TASK TO COMPLETE. Below are some records. Pull every line that contains the word "status".

RECORDS FOR THE EXERCISE.
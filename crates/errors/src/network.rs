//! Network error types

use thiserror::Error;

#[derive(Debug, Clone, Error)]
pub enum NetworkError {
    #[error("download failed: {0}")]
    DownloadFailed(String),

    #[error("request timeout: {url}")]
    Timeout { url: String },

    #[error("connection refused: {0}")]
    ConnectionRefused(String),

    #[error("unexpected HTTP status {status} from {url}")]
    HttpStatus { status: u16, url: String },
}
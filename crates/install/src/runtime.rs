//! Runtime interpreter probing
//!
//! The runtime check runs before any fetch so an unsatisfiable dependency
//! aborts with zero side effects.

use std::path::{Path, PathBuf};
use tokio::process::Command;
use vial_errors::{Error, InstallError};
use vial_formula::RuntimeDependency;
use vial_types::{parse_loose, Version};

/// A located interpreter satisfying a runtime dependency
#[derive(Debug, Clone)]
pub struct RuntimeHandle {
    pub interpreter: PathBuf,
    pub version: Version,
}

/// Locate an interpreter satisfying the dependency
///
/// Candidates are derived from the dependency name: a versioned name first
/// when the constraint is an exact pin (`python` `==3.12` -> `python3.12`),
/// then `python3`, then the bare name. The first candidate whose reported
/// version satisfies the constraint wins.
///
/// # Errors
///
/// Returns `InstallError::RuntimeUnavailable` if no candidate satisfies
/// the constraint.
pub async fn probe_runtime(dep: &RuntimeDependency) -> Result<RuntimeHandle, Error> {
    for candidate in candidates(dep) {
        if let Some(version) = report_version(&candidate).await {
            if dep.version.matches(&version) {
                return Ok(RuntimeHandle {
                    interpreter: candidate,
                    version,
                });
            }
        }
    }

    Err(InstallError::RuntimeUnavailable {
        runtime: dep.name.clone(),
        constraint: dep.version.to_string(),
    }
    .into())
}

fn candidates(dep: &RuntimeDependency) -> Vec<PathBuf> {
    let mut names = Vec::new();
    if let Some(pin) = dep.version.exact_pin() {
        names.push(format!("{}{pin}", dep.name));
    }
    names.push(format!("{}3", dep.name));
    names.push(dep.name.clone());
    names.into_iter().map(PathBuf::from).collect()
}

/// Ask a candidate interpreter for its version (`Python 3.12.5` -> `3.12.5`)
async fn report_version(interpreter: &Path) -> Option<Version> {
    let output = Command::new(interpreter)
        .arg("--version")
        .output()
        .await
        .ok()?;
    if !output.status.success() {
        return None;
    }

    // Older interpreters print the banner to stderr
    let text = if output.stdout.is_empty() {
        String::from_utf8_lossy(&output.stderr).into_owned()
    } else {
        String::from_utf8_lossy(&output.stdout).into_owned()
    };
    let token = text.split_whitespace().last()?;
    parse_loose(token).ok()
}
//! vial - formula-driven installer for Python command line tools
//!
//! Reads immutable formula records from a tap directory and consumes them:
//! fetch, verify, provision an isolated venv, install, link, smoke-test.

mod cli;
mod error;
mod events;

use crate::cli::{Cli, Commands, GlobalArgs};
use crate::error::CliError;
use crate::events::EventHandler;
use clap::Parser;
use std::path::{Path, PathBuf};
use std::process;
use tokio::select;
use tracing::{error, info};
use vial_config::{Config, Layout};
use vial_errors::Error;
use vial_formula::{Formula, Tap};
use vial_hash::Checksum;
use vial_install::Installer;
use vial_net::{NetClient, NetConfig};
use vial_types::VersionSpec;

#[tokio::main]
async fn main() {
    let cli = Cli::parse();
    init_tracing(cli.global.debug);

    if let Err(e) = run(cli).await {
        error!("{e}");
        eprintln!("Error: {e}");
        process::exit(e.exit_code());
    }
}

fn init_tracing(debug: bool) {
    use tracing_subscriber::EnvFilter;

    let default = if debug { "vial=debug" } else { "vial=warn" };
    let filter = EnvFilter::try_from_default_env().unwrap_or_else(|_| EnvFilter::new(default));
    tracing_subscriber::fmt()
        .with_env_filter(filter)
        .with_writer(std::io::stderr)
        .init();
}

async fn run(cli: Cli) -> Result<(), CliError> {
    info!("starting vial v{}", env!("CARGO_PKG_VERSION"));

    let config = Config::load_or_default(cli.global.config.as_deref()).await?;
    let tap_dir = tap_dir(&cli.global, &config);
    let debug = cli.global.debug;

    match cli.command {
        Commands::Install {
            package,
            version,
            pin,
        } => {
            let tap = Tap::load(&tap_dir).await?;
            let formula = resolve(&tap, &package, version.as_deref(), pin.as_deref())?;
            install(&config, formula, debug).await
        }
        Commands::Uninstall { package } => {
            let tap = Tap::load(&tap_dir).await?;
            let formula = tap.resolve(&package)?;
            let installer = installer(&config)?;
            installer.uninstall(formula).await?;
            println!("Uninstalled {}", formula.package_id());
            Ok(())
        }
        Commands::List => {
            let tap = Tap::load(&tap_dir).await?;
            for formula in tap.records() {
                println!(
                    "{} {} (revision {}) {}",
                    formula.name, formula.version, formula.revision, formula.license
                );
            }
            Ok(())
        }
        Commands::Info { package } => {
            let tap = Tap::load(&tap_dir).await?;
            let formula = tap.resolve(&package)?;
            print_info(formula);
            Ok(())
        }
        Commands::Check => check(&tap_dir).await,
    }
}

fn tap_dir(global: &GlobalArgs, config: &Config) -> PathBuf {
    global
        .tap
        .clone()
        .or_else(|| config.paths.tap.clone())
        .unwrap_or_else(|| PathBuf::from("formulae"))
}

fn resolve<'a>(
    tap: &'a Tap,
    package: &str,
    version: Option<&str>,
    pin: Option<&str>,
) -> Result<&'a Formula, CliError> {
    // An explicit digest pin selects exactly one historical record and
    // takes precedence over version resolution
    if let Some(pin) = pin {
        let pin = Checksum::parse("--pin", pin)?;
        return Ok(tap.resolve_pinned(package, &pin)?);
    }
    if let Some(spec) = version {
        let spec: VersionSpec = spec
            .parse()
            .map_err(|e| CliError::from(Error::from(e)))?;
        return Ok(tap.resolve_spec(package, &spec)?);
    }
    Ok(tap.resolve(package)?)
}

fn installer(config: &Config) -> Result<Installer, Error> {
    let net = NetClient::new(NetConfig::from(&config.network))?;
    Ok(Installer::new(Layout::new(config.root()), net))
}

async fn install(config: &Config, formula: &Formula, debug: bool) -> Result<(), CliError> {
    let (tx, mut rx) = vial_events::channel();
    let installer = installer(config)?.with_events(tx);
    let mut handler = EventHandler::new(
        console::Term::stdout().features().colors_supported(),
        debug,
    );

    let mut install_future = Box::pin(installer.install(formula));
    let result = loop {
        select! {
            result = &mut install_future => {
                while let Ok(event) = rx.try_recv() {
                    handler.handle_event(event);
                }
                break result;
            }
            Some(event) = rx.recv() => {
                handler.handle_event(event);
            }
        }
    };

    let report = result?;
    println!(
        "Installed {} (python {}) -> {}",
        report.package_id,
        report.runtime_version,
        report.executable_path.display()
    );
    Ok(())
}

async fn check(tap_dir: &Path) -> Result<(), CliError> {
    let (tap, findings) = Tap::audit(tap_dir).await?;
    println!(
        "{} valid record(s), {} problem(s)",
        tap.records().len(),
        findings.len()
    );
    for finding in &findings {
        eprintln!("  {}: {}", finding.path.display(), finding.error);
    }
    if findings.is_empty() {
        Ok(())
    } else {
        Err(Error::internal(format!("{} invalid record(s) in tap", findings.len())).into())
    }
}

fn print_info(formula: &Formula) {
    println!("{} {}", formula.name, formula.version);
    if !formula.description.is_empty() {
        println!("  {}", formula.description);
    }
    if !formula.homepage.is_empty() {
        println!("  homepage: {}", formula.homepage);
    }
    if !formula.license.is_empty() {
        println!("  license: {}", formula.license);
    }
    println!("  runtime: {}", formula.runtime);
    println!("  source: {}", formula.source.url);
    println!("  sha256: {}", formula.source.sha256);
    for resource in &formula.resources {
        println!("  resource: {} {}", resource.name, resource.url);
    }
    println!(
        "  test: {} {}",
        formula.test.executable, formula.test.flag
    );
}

RESPONSE FOR THIS EXERCISE.
    #[error("unexpected HTTP status {status} from {url}")]
    HttpStatus { status: u16, url: String },
    if !output.status.success() {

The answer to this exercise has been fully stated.